Çevre, Şehircilik ve İklim Değişikliği Bakanlığı tarafından başlatılan sosyal konut hamlesi, barınma sorununa çözüm bulmak adına umut verici bir girişim. Ancak bu tarz girişimlerin sürdürülebilir, kalıcı ve gerçekçi çözümler sunabilmesi için uygun araziler, doğru planlama ve yaşanabilir alanlar noktasında geçmiş deneyimlerden ders çıkarmak gerekiyor…

Sosyal konut projeleri uygulanırken tarım arazilerini, doğal alanları ve çevreyi korumaya özen gösterilmeli. Eğer tarım arazileri betonlaşmaya feda edilirse, konut krizinin yerini daha büyük bir gıda krizi alabilir. Sosyal konut projeleri önemli, evet… Ama tarım ve hayvancılık sektörüne yapılacak yatırımlar da en az sosyal konut projeleri yatırımları kadar hayati…

Türkiye, verimli tarım arazileri ve zengin hayvancılık potansiyeline sahip bir ülkedir. Gıda enflasyonunu düşürmek bu potansiyeli planlı ve doğru şekilde değerlendirmekten geçer. Tarım ve hayvancılık sektöründe yatırımların azalması, yerel üretimin gerilemesine ve gıda fiyatlarının yükselmesine yol açar. Doğru planlama ve sürdürülebilir politikalarla, tarım ve hayvancılığı yeniden canlandırmak mümkün.

Örneğin kırsal bölgelerde sosyal konut projeleri, tarım ve hayvancılıkla iç içe entegre projelerle desteklenebilir. Böylece tersine göç ile birlikte hem nüfusun kırsalda kalması teşvik edilir hem de üretim artar. Bu tür projeler, kırsal kalkınmayı hızlandırır ve büyük şehirlerdeki nüfus yoğunluğunu ve konut talebini azaltır.

Sosyal konut projelerinin tarım ve hayvancılıkla birleştirilmesi, yerel üretimi artırırken kırsal ekonomiyi de canlandırır. Bu sayede sürdürülebilir gıda üretimi sağlanabilir ve yerel kalkınma desteklenmiş olur. Bu tür entegre projeler uzun vadede kırsal kalkınmayı desteklerken, enflasyon baskısını azaltma ve gıda fiyatlarını dengeleme açısından da stratejik bir çözüm olabilir.

Son yıllarda şehirlerimiz hızla büyüyor ama bu büyüme her zaman sağlıklı olmayabiliyor. Yanlış kentleşme politikaları, doğayı tahrip ederken altyapı sorunlarını da beraberinde getiriyor. Doğal alanların ve tarım arazilerinin betonlaşmaya yenik düşmemesi için özellikle hassasiyet gözetilmeli.
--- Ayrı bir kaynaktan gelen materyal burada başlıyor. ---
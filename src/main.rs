//! CLI entry point for image-guided maze generation

use clap::Parser;
use edgemaze::io::cli::{Cli, FileProcessor};

fn main() -> edgemaze::Result<()> {
    tracing_subscriber::fmt()
        .with_env_filter(tracing_subscriber::EnvFilter::from_default_env())
        .init();

    let cli = Cli::parse();
    let mut processor = FileProcessor::new(cli);
    processor.process()
}
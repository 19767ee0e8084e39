/// Pipeline execution with admission control
pub mod executor;
/// Edge-biased pathfinding with fallback strategies
pub mod pathfinding;
/// Randomized maze topology generation
pub mod topology;

pub use executor::{GenerationRequest, MazeArtifact, Pipeline, PipelineConfig};
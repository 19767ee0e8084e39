//! Command-line interface for batch maze generation from PNG files

use clap::Parser;
use std::path::{Path, PathBuf};
use std::sync::Arc;
use std::time::Instant;

use crate::algorithm::executor::{GenerationRequest, Pipeline};
use crate::io::configuration::{
    DEFAULT_MAZE_HEIGHT, DEFAULT_MAZE_WIDTH, DEFAULT_SEED, OUTPUT_SUFFIX,
};
use crate::io::error::{MazeError, Result, invalid_target};
use crate::io::progress::ProgressManager;
use crate::io::store::ImageStore;

#[derive(Parser)]
#[command(name = "edgemaze")]
#[command(
    author,
    version,
    about = "Generate text mazes whose solutions trace image contours"
)]
/// Command-line arguments for the maze generation tool
pub struct Cli {
    /// Input PNG file or directory to process
    #[arg(value_name = "TARGET")]
    pub target: PathBuf,

    /// Maze width in cells
    #[arg(short = 'w', long, default_value_t = DEFAULT_MAZE_WIDTH)]
    pub width: usize,

    /// Maze height in cells
    #[arg(short = 'H', long, default_value_t = DEFAULT_MAZE_HEIGHT)]
    pub height: usize,

    /// Random seed for reproducible generation
    #[arg(short, long, default_value_t = DEFAULT_SEED)]
    pub seed: u64,

    /// Suppress progress output
    #[arg(short, long)]
    pub quiet: bool,

    /// Process files even if output exists
    #[arg(short, long)]
    pub no_skip: bool,
}

impl Cli {
    /// Check if existing output files should be skipped
    pub const fn skip_existing(&self) -> bool {
        !self.no_skip
    }

    /// Check if progress should be displayed
    pub const fn should_show_progress(&self) -> bool {
        !self.quiet
    }
}

/// Orchestrates batch processing of PNG files with progress tracking
pub struct FileProcessor {
    cli: Cli,
    store: Arc<ImageStore>,
    pipeline: Pipeline,
    progress_manager: Option<ProgressManager>,
}

impl FileProcessor {
    /// Create a new file processor with the given CLI arguments
    pub fn new(cli: Cli) -> Self {
        let store = Arc::new(ImageStore::new());
        let pipeline = Pipeline::new(Arc::clone(&store));
        let progress_manager = cli.should_show_progress().then(ProgressManager::new);

        Self {
            cli,
            store,
            pipeline,
            progress_manager,
        }
    }

    /// Process files according to CLI arguments
    ///
    /// # Errors
    ///
    /// Returns an error if target validation, generation, or output
    /// writing fails for any file.
    pub fn process(&mut self) -> Result<()> {
        let files = self.collect_files()?;

        if files.is_empty() {
            return Ok(());
        }

        if let Some(ref mut pm) = self.progress_manager {
            pm.initialize(files.len());
        }

        for file in &files {
            Self::process_file(
                file,
                &self.cli,
                &self.store,
                &self.pipeline,
                self.progress_manager.as_mut(),
            )?;
        }

        if let Some(ref mut pm) = self.progress_manager {
            pm.finish();
        }

        Ok(())
    }

    fn collect_files(&self) -> Result<Vec<PathBuf>> {
        if self.cli.target.is_file() {
            if self.cli.target.extension().and_then(|s| s.to_str()) == Some("png") {
                if self.should_process_file(&self.cli.target) {
                    Ok(vec![self.cli.target.clone()])
                } else {
                    Ok(vec![])
                }
            } else {
                Err(invalid_target(&"Target file must be a PNG image"))
            }
        } else if self.cli.target.is_dir() {
            let mut files = Vec::new();
            for entry in std::fs::read_dir(&self.cli.target)? {
                let path = entry?.path();
                if path.extension().and_then(|s| s.to_str()) == Some("png")
                    && self.should_process_file(&path)
                {
                    files.push(path);
                }
            }
            files.sort();
            Ok(files)
        } else {
            Err(invalid_target(&"Target must be a PNG file or directory"))
        }
    }

    fn should_process_file(&self, input_path: &Path) -> bool {
        if !self.cli.skip_existing() {
            return true;
        }
        !Self::output_path(input_path).exists()
    }

    fn process_file(
        input_path: &Path,
        cli: &Cli,
        store: &Arc<ImageStore>,
        pipeline: &Pipeline,
        mut progress: Option<&mut ProgressManager>,
    ) -> Result<()> {
        let start_time = Instant::now();
        if let Some(ref mut pm) = progress {
            pm.start_file(input_path);
        }

        let bytes = std::fs::read(input_path).map_err(|e| MazeError::FileSystem {
            path: input_path.to_path_buf(),
            operation: "read image",
            source: e,
        })?;

        let name = input_path
            .file_name()
            .map_or_else(String::new, |n| n.to_string_lossy().into_owned());
        let handle = store.store(bytes, &name);

        let request = GenerationRequest {
            handle,
            width: cli.width,
            height: cli.height,
        };
        let artifact = pipeline.generate(&request, cli.seed)?;

        let output_path = Self::output_path(input_path);
        std::fs::write(&output_path, &artifact.text).map_err(|e| MazeError::FileSystem {
            path: output_path.clone(),
            operation: "write maze",
            source: e,
        })?;

        if let Some(ref mut pm) = progress {
            let display_name = store
                .original_name(&request.handle)
                .unwrap_or_else(|| input_path.display().to_string());
            pm.finish_file(format!(
                "{display_name}: {}x{} {} solution, {} cells, {:.1}s",
                artifact.metadata.width,
                artifact.metadata.height,
                artifact.metadata.difficulty,
                artifact.metadata.solution_length,
                start_time.elapsed().as_secs_f64()
            ));
        }

        Ok(())
    }

    fn output_path(input_path: &Path) -> PathBuf {
        let stem = input_path.file_stem().unwrap_or_default();
        let output_name = format!("{}{}.txt", stem.to_string_lossy(), OUTPUT_SUFFIX);

        input_path.parent().map_or_else(
            || PathBuf::from(&output_name),
            |parent| parent.join(&output_name),
        )
    }
}
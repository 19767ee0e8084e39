//! Pipeline constants and runtime configuration defaults

// Admission limits
/// Inclusive minimum maze dimension per axis
pub const MIN_DIMENSION: usize = 10;
/// Inclusive maximum maze dimension per axis
pub const MAX_DIMENSION: usize = 200;
/// Hard admission ceiling on total cell count
pub const MAX_TOTAL_CELLS: usize = 10_000;

// Memory estimate: grid cells + edge mask + path nodes + text buffer
/// Estimated bytes per cell across all intermediate buffers
pub const ESTIMATED_BYTES_PER_CELL: usize = 2 + 1 + 24 + 2;
/// Safety multiplier applied to the per-cell estimate
pub const MEMORY_SAFETY_FACTOR: usize = 2;
/// Fraction of the configured budget a single request may consume
pub const MEMORY_BUDGET_FRACTION: f64 = 0.8;
/// Default memory budget for admission control (64 MiB)
pub const DEFAULT_MEMORY_BUDGET: usize = 64 * 1024 * 1024;

// Edge detection
/// Minimum Tier-1 edge density before escalating to Tier 2
pub const MIN_EDGE_DENSITY: f64 = 0.02;
/// Absolute edge-count floor before synthesizing a Tier-3 mask
pub const MIN_EDGE_CELLS: usize = 10;
/// Gradient threshold when 5x5 local contrast exceeds 100
pub const THRESHOLD_HIGH_CONTRAST: i32 = 40;
/// Gradient threshold when 5x5 local contrast exceeds 50
pub const THRESHOLD_MEDIUM_CONTRAST: i32 = 25;
/// Gradient threshold for flat local neighborhoods
pub const THRESHOLD_LOW_CONTRAST: i32 = 15;
/// Local contrast above which the high gradient threshold applies
pub const HIGH_LOCAL_CONTRAST: i32 = 100;
/// Local contrast above which the medium gradient threshold applies
pub const MEDIUM_LOCAL_CONTRAST: i32 = 50;
/// Fixed difference threshold for Tier-2 8-neighbor detection
pub const MAX_DIFFERENCE_THRESHOLD: i32 = 10;
/// Upper bound on Tier-3 random scatter cells
pub const MAX_SCATTER_CELLS: usize = 20;
/// Cells per Tier-3 scatter cell, scaling scatter down on small grids
pub const SCATTER_CELL_DIVISOR: usize = 50;
/// Brightness contrast range below which a low-contrast warning is logged
pub const LOW_CONTRAST_WARNING_RANGE: i32 = 50;

// Topology generation
/// Cells per relaxation candidate
pub const RELAXATION_CELL_DIVISOR: usize = 50;
/// Upper bound on relaxation candidates
pub const MAX_RELAXATION_CANDIDATES: usize = 20;
/// Probability that an eligible relaxation candidate is opened
pub const RELAXATION_PROBABILITY: f64 = 0.3;

// Pathfinding
/// Base cost of one path step
pub const STEP_COST: f64 = 1.0;
/// Cost reduction for stepping onto a detected edge cell
pub const EDGE_TRAVERSAL_BONUS: f64 = 0.8;

// Difficulty classification
/// Cell count ceiling for an Easy rating
pub const EASY_CELL_LIMIT: usize = 500;
/// Solution-to-cells ratio ceiling for an Easy rating
pub const EASY_RATIO_LIMIT: f64 = 0.3;
/// Cell count ceiling for a Medium rating
pub const MEDIUM_CELL_LIMIT: usize = 1000;
/// Solution-to-cells ratio ceiling for a Medium rating
pub const MEDIUM_RATIO_LIMIT: f64 = 0.5;
/// Cell count ceiling for a Hard rating
pub const HARD_CELL_LIMIT: usize = 2000;
/// Solution-to-cells ratio ceiling for a Hard rating
pub const HARD_RATIO_LIMIT: f64 = 0.7;

// Rendering characters
/// Wall cell
pub const WALL_CHAR: char = '█';
/// Open cell
pub const OPEN_CHAR: char = ' ';
/// Entry marker
pub const ENTRY_CHAR: char = 'S';
/// Exit marker
pub const EXIT_CHAR: char = 'E';
/// Solution path cell
pub const SOLUTION_CHAR: char = '.';

// Default values for configurable parameters
/// Fixed seed for reproducible generation
pub const DEFAULT_SEED: u64 = 42;
/// Default maze width in cells
pub const DEFAULT_MAZE_WIDTH: usize = 50;
/// Default maze height in cells
pub const DEFAULT_MAZE_HEIGHT: usize = 50;

// Output settings
/// Suffix added to output filenames
pub const OUTPUT_SUFFIX: &str = "_maze";
/// Threshold for switching to batch progress mode
pub const MAX_INDIVIDUAL_PROGRESS_BARS: usize = 5;
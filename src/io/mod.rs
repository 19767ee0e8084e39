//! Input/output operations, configuration, and error handling

/// Command-line interface and batch file processing
pub mod cli;
/// Pipeline constants and configuration defaults
pub mod configuration;
/// Error types and result alias
pub mod error;
/// Batch progress reporting
pub mod progress;
/// Maze text serialization and metadata
pub mod render;
/// Concurrent in-memory image storage
pub mod store;
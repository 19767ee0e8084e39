//! Bilinear interpolation for raster resampling
//!
//! Resampling maps each target index onto a fractional source position with
//! endpoints pinned to endpoints, then blends the four surrounding source
//! samples.

use ndarray::Array3;

/// Fractional source position for a target index
///
/// Maps `0` to `0.0` and `target_len - 1` to `source_len - 1`; a
/// single-sample target axis collapses to the source origin.
pub fn source_position(target_index: usize, target_len: usize, source_len: usize) -> f64 {
    if target_len <= 1 || source_len <= 1 {
        return 0.0;
    }
    target_index as f64 * (source_len - 1) as f64 / (target_len - 1) as f64
}

/// Bilinearly sample one channel of a `(height, width, channels)` raster
///
/// Source positions are clamped to the raster bounds, so querying exactly
/// on the last row or column degenerates to linear interpolation along the
/// remaining axis.
pub fn bilinear_channel(raster: &Array3<u8>, channel: usize, sx: f64, sy: f64) -> f64 {
    let (height, width, _) = raster.dim();
    if height == 0 || width == 0 {
        return 0.0;
    }

    let max_x = (width - 1) as f64;
    let max_y = (height - 1) as f64;
    let sx = sx.clamp(0.0, max_x);
    let sy = sy.clamp(0.0, max_y);

    let x0 = sx.floor() as usize;
    let y0 = sy.floor() as usize;
    let x1 = (x0 + 1).min(width - 1);
    let y1 = (y0 + 1).min(height - 1);

    let fx = sx - x0 as f64;
    let fy = sy - y0 as f64;

    let sample = |y: usize, x: usize| -> f64 {
        raster.get((y, x, channel)).copied().map_or(0.0, f64::from)
    };

    let top = sample(y0, x0).mul_add(1.0 - fx, sample(y0, x1) * fx);
    let bottom = sample(y1, x0).mul_add(1.0 - fx, sample(y1, x1) * fx);

    top.mul_add(1.0 - fy, bottom * fy)
}
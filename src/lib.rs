//! Image-guided maze generation with contour-tracing solution paths
//!
//! The pipeline samples a raster image into a brightness grid, derives a
//! boundary mask through escalating detection tiers, carves a fully
//! connected maze topology, and finds an entry-to-exit path biased to
//! follow the detected contours. The result is a fixed-width character
//! maze whose solution traces the shapes in the source image.

#![forbid(unsafe_code)]

/// Maze topology carving, guided pathfinding, and pipeline execution
pub mod algorithm;
/// Image sampling and boundary detection
pub mod analysis;
/// Input/output operations and error handling
pub mod io;
/// Mathematical utilities for resampling
pub mod math;
/// Spatial primitives: coordinates, grid state, cell bitsets
pub mod spatial;

pub use io::error::{MazeError, Result};
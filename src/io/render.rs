//! Text serialization of solved mazes with derived metadata

use tracing::debug;

use crate::io::configuration::{
    EASY_CELL_LIMIT, EASY_RATIO_LIMIT, ENTRY_CHAR, EXIT_CHAR, HARD_CELL_LIMIT, HARD_RATIO_LIMIT,
    MEDIUM_CELL_LIMIT, MEDIUM_RATIO_LIMIT, OPEN_CHAR, SOLUTION_CHAR, WALL_CHAR,
};
use crate::io::error::{MazeError, Result};
use crate::spatial::coord::Coord;
use crate::spatial::grid::{CellState, MazeGrid};

/// Difficulty rating derived from maze size and solution length
#[derive(Debug, Clone, Copy, PartialEq, Eq)]
pub enum Difficulty {
    /// Small maze with a short solution
    Easy,
    /// Moderate size or winding solution
    Medium,
    /// Large maze or long solution
    Hard,
    /// Everything beyond the Hard limits
    Expert,
}

impl Difficulty {
    /// Classify from total cell count and solution length
    pub fn classify(total_cells: usize, solution_length: usize) -> Self {
        let complexity = if total_cells == 0 {
            0.0
        } else {
            solution_length as f64 / total_cells as f64
        };

        if total_cells < EASY_CELL_LIMIT && complexity < EASY_RATIO_LIMIT {
            Self::Easy
        } else if total_cells < MEDIUM_CELL_LIMIT && complexity < MEDIUM_RATIO_LIMIT {
            Self::Medium
        } else if total_cells < HARD_CELL_LIMIT && complexity < HARD_RATIO_LIMIT {
            Self::Hard
        } else {
            Self::Expert
        }
    }

    /// Human-readable rating label
    pub const fn as_str(self) -> &'static str {
        match self {
            Self::Easy => "Easy",
            Self::Medium => "Medium",
            Self::Hard => "Hard",
            Self::Expert => "Expert",
        }
    }
}

impl std::fmt::Display for Difficulty {
    fn fmt(&self, f: &mut std::fmt::Formatter<'_>) -> std::fmt::Result {
        f.write_str(self.as_str())
    }
}

/// Metadata describing a rendered maze
#[derive(Debug, Clone)]
pub struct MazeMetadata {
    /// Maze width in cells
    pub width: usize,
    /// Maze height in cells
    pub height: usize,
    /// Number of edge cells the mask contributed
    pub edge_cells: usize,
    /// Number of cells on the solution path
    pub solution_length: usize,
    /// Derived difficulty rating
    pub difficulty: Difficulty,
    /// Milliseconds since the Unix epoch at generation time
    pub generated_at_ms: u64,
}

/// Overlay the solution path and serialize the maze row-major
///
/// Consumes the grid: only the rendered text and metadata outlive the
/// call. Open cells on the path become `Solution`; entry and exit markers
/// are never overwritten; a wall on the path (fallback strategies only)
/// is rendered as solution rather than left impassable. Rows are joined
/// with newlines and the last row carries no trailing newline.
///
/// # Errors
///
/// Returns `ResourceExhausted` if the text buffer cannot be allocated.
pub fn render(
    mut grid: MazeGrid,
    path: &[Coord],
    edge_cells: usize,
    generated_at_ms: u64,
) -> Result<(String, MazeMetadata)> {
    mark_solution_path(&mut grid, path);

    let (width, height) = (grid.width(), grid.height());
    let mut text = String::new();
    // Wall glyphs are three UTF-8 bytes; reserve for the worst case.
    text.try_reserve(height * (width * 3 + 1))
        .map_err(|_| MazeError::ResourceExhausted {
            operation: "text buffer allocation",
        })?;

    for y in 0..height {
        for x in 0..width {
            let state = grid
                .state(Coord::new(x as i32, y as i32))
                .unwrap_or(CellState::Wall);
            text.push(cell_char(state));
        }
        if y < height - 1 {
            text.push('\n');
        }
    }

    let metadata = MazeMetadata {
        width,
        height,
        edge_cells,
        solution_length: path.len(),
        difficulty: Difficulty::classify(width * height, path.len()),
        generated_at_ms,
    };

    debug!(
        width,
        height,
        solution_length = metadata.solution_length,
        difficulty = %metadata.difficulty,
        "maze rendered"
    );
    Ok((text, metadata))
}

fn mark_solution_path(grid: &mut MazeGrid, path: &[Coord]) {
    for &cell in path {
        match grid.state(cell) {
            Some(CellState::Open | CellState::Wall) => {
                grid.set_state(cell, CellState::Solution);
            }
            _ => {}
        }
    }
}

const fn cell_char(state: CellState) -> char {
    match state {
        CellState::Wall => WALL_CHAR,
        CellState::Open => OPEN_CHAR,
        CellState::Entry => ENTRY_CHAR,
        CellState::Exit => EXIT_CHAR,
        CellState::Solution => SOLUTION_CHAR,
    }
}
//! Performance measurement for the complete generation pipeline

// Criterion macros generate undocumented functions
#![allow(missing_docs)]

use criterion::{Criterion, criterion_group, criterion_main};
use edgemaze::algorithm::executor::{GenerationRequest, Pipeline};
use edgemaze::io::store::ImageStore;
use image::{ImageBuffer, Rgb};
use std::hint::black_box;
use std::io::Cursor;
use std::sync::Arc;

fn gradient_png(width: u32, height: u32) -> Vec<u8> {
    let img: ImageBuffer<Rgb<u8>, Vec<u8>> = ImageBuffer::from_fn(width, height, |x, y| {
        let value = ((x * 255 / width.max(1)) ^ (y * 255 / height.max(1))) as u8;
        Rgb([value, value, value])
    });
    let mut cursor = Cursor::new(Vec::new());
    if img.write_to(&mut cursor, image::ImageFormat::Png).is_err() {
        return Vec::new();
    }
    cursor.into_inner()
}

/// Measures end-to-end generation at the default 50x50 size
fn bench_generate_default_size(c: &mut Criterion) {
    let store = Arc::new(ImageStore::new());
    let handle = store.store(gradient_png(128, 128), "bench.png");
    let pipeline = Pipeline::new(store);
    let request = GenerationRequest {
        handle,
        width: 50,
        height: 50,
    };

    c.bench_function("generate_50x50", |b| {
        b.iter(|| {
            let result = pipeline.generate(black_box(&request), 42);
            black_box(result).ok();
        });
    });
}

/// Measures generation at the admission ceiling of 10000 cells
fn bench_generate_max_size(c: &mut Criterion) {
    let store = Arc::new(ImageStore::new());
    let handle = store.store(gradient_png(128, 128), "bench.png");
    let pipeline = Pipeline::new(store);
    let request = GenerationRequest {
        handle,
        width: 100,
        height: 100,
    };

    c.bench_function("generate_100x100", |b| {
        b.iter(|| {
            let result = pipeline.generate(black_box(&request), 42);
            black_box(result).ok();
        });
    });
}

criterion_group!(
    benches,
    bench_generate_default_size,
    bench_generate_max_size
);
criterion_main!(benches);
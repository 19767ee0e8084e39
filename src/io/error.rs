//! Error types for maze generation operations

use std::fmt;
use std::path::PathBuf;

/// Main error type for all generation operations
#[derive(Debug)]
pub enum MazeError {
    /// Source bytes are not a supported raster format
    Decode {
        /// Underlying image decoding error
        source: image::ImageError,
    },

    /// Image handle does not resolve to stored bytes
    ImageNotFound {
        /// The unresolvable handle
        handle: String,
    },

    /// A requested dimension lies outside the accepted range
    InvalidDimensions {
        /// Which axis failed validation
        axis: &'static str,
        /// Provided value that failed validation
        value: usize,
    },

    /// Requested cell count exceeds the hard admission ceiling
    SizeExceeded {
        /// Total requested cells
        cells: usize,
    },

    /// Pre-flight memory estimate exceeds the configured budget
    InsufficientMemory {
        /// Estimated bytes for the request
        estimated: usize,
        /// Maximum bytes a request may consume
        allowed: usize,
    },

    /// Runtime allocation failure during a pipeline stage
    ResourceExhausted {
        /// Allocation that failed
        operation: &'static str,
    },

    /// Pathfinding produced no path despite the fallback tiers
    ///
    /// Reserved: unreachable while the direct-line fallback exists.
    /// Surfaced instead of panicking if the invariant is ever broken.
    PathfindingFailure {
        /// Grid width when the failure occurred
        width: usize,
        /// Grid height when the failure occurred
        height: usize,
    },

    /// Failed to load a source image from the filesystem
    ImageLoad {
        /// Path to the image file
        path: PathBuf,
        /// Underlying image loading error
        source: image::ImageError,
    },

    /// CLI target is not a processable file or directory
    InvalidTarget {
        /// Description of what's wrong with the target
        reason: String,
    },

    /// General file system operation failure
    FileSystem {
        /// Path involved in the operation
        path: PathBuf,
        /// Description of the operation that failed
        operation: &'static str,
        /// Underlying I/O error
        source: std::io::Error,
    },
}

impl MazeError {
    /// Stable machine-readable kind for this error
    pub const fn kind(&self) -> &'static str {
        match self {
            Self::Decode { .. } => "decode_error",
            Self::ImageNotFound { .. } => "image_not_found",
            Self::InvalidDimensions { .. } => "invalid_dimensions",
            Self::SizeExceeded { .. } => "size_exceeded",
            Self::InsufficientMemory { .. } => "insufficient_memory",
            Self::ResourceExhausted { .. } => "resource_exhausted",
            Self::PathfindingFailure { .. } => "pathfinding_failure",
            Self::ImageLoad { .. } => "image_load",
            Self::InvalidTarget { .. } => "invalid_target",
            Self::FileSystem { .. } => "file_system",
        }
    }
}

impl fmt::Display for MazeError {
    fn fmt(&self, f: &mut fmt::Formatter<'_>) -> fmt::Result {
        match self {
            Self::Decode { source } => {
                write!(f, "Failed to decode image bytes: {source}")
            }
            Self::ImageNotFound { handle } => {
                write!(f, "Image not found: {handle}")
            }
            Self::InvalidDimensions { axis, value } => {
                write!(f, "Maze {axis} must be between 10 and 200, got {value}")
            }
            Self::SizeExceeded { cells } => {
                write!(f, "Maze size too large: {cells} cells exceeds the 10000 cell limit")
            }
            Self::InsufficientMemory { estimated, allowed } => {
                write!(
                    f,
                    "Not enough memory for maze of this size: estimated {estimated} bytes, allowed {allowed}"
                )
            }
            Self::ResourceExhausted { operation } => {
                write!(f, "Allocation failed during {operation}")
            }
            Self::PathfindingFailure { width, height } => {
                write!(f, "No solution path found for {width}x{height} maze")
            }
            Self::ImageLoad { path, source } => {
                write!(f, "Failed to load image '{}': {source}", path.display())
            }
            Self::InvalidTarget { reason } => {
                write!(f, "Invalid target: {reason}")
            }
            Self::FileSystem {
                path,
                operation,
                source,
            } => {
                write!(
                    f,
                    "File system error during {operation} on '{}': {source}",
                    path.display()
                )
            }
        }
    }
}

impl std::error::Error for MazeError {
    fn source(&self) -> Option<&(dyn std::error::Error + 'static)> {
        match self {
            Self::Decode { source } | Self::ImageLoad { source, .. } => Some(source),
            Self::FileSystem { source, .. } => Some(source),
            _ => None,
        }
    }
}

impl From<image::ImageError> for MazeError {
    fn from(err: image::ImageError) -> Self {
        Self::Decode { source: err }
    }
}

impl From<std::io::Error> for MazeError {
    fn from(err: std::io::Error) -> Self {
        Self::FileSystem {
            path: PathBuf::from("<unknown>"),
            operation: "unknown",
            source: err,
        }
    }
}

/// Convenience type alias for generation results
pub type Result<T> = std::result::Result<T, MazeError>;

/// Create an invalid target error
pub fn invalid_target(reason: &impl ToString) -> MazeError {
    MazeError::InvalidTarget {
        reason: reason.to_string(),
    }
}

#[cfg(test)]
mod tests {
    use super::*;

    #[test]
    fn test_error_kinds_are_stable() {
        let err = MazeError::SizeExceeded { cells: 40_000 };
        assert_eq!(err.kind(), "size_exceeded");
        assert!(err.to_string().contains("40000"));

        let err = MazeError::ImageNotFound {
            handle: "img-0000002a".to_string(),
        };
        assert_eq!(err.kind(), "image_not_found");
        assert!(err.to_string().contains("img-0000002a"));
    }

    #[test]
    fn test_io_error_conversion_defaults_path() {
        let io_err = std::io::Error::new(std::io::ErrorKind::NotFound, "missing");
        let err = MazeError::from(io_err);
        match err {
            MazeError::FileSystem { path, .. } => {
                assert_eq!(path, PathBuf::from("<unknown>"));
            }
            _ => unreachable!("Expected FileSystem error type"),
        }
    }
}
Doğayı koruyan, yeşil alanlara önem veren kentleşme anlayışı benimsenmeli. Enerji verimliliği yüksek binalar, çevre dostu mimari tasarımlar, uygun ödeme modelleri ve ulaşım kolaylığı, modern şehirlerin olmazsa olmazı haline gelmeli. Doğaya saygılı kentleşme hem bugünün hem de geleceğin ihtiyacıdır. Doğru kentleşme politikaları, insan ve doğanın birlikte var olabileceği dengeli şehirler inşa ederek maksadı hâsıl kılmanın yolları aranmalı.

Barınma ve beslenme… İkisi de insanın temel hakkı. Ancak biri diğerine feda edilmemeli. Sosyal konut projeleri elbette hayata geçirilmeli ve daha fazla insanın ev sahibi olmasına olanak sağlanmalı. Ama aynı zamanda tarım ve hayvancılık da desteklenmeli. Tarım arazilerini korumadan, gıda güvenliği sağlanmadan güçlü bir gelecek inşa edilemez.

Sosyal konut projeleri umut veren bir adım. Bu adımı doğru politikalarla tarım ve çevreyle dengeli bir şekilde planlamak zorunluluğuna dikkat çekmek istedim. Herkesin başını sokabileceği bir evi, sofrada doyabileceği ekmeğe ve nefes alabileceği bir doğaya ihtiyacı var ve bu insanca yaşamın en temel koşuludur. Bu projeler, sadece beton bloklardan ibaret olmamalı; insanlara güvenli, huzurlu ve onurlu bir yaşam sunmalıdır. Dilerim ki bu adımlar, ev sahibi olma hayaliyle yaşayan düşük gelirli vatandaşların hayatına dokunan, güzel sonuçlarla karşılık bulan projelere dönüşür.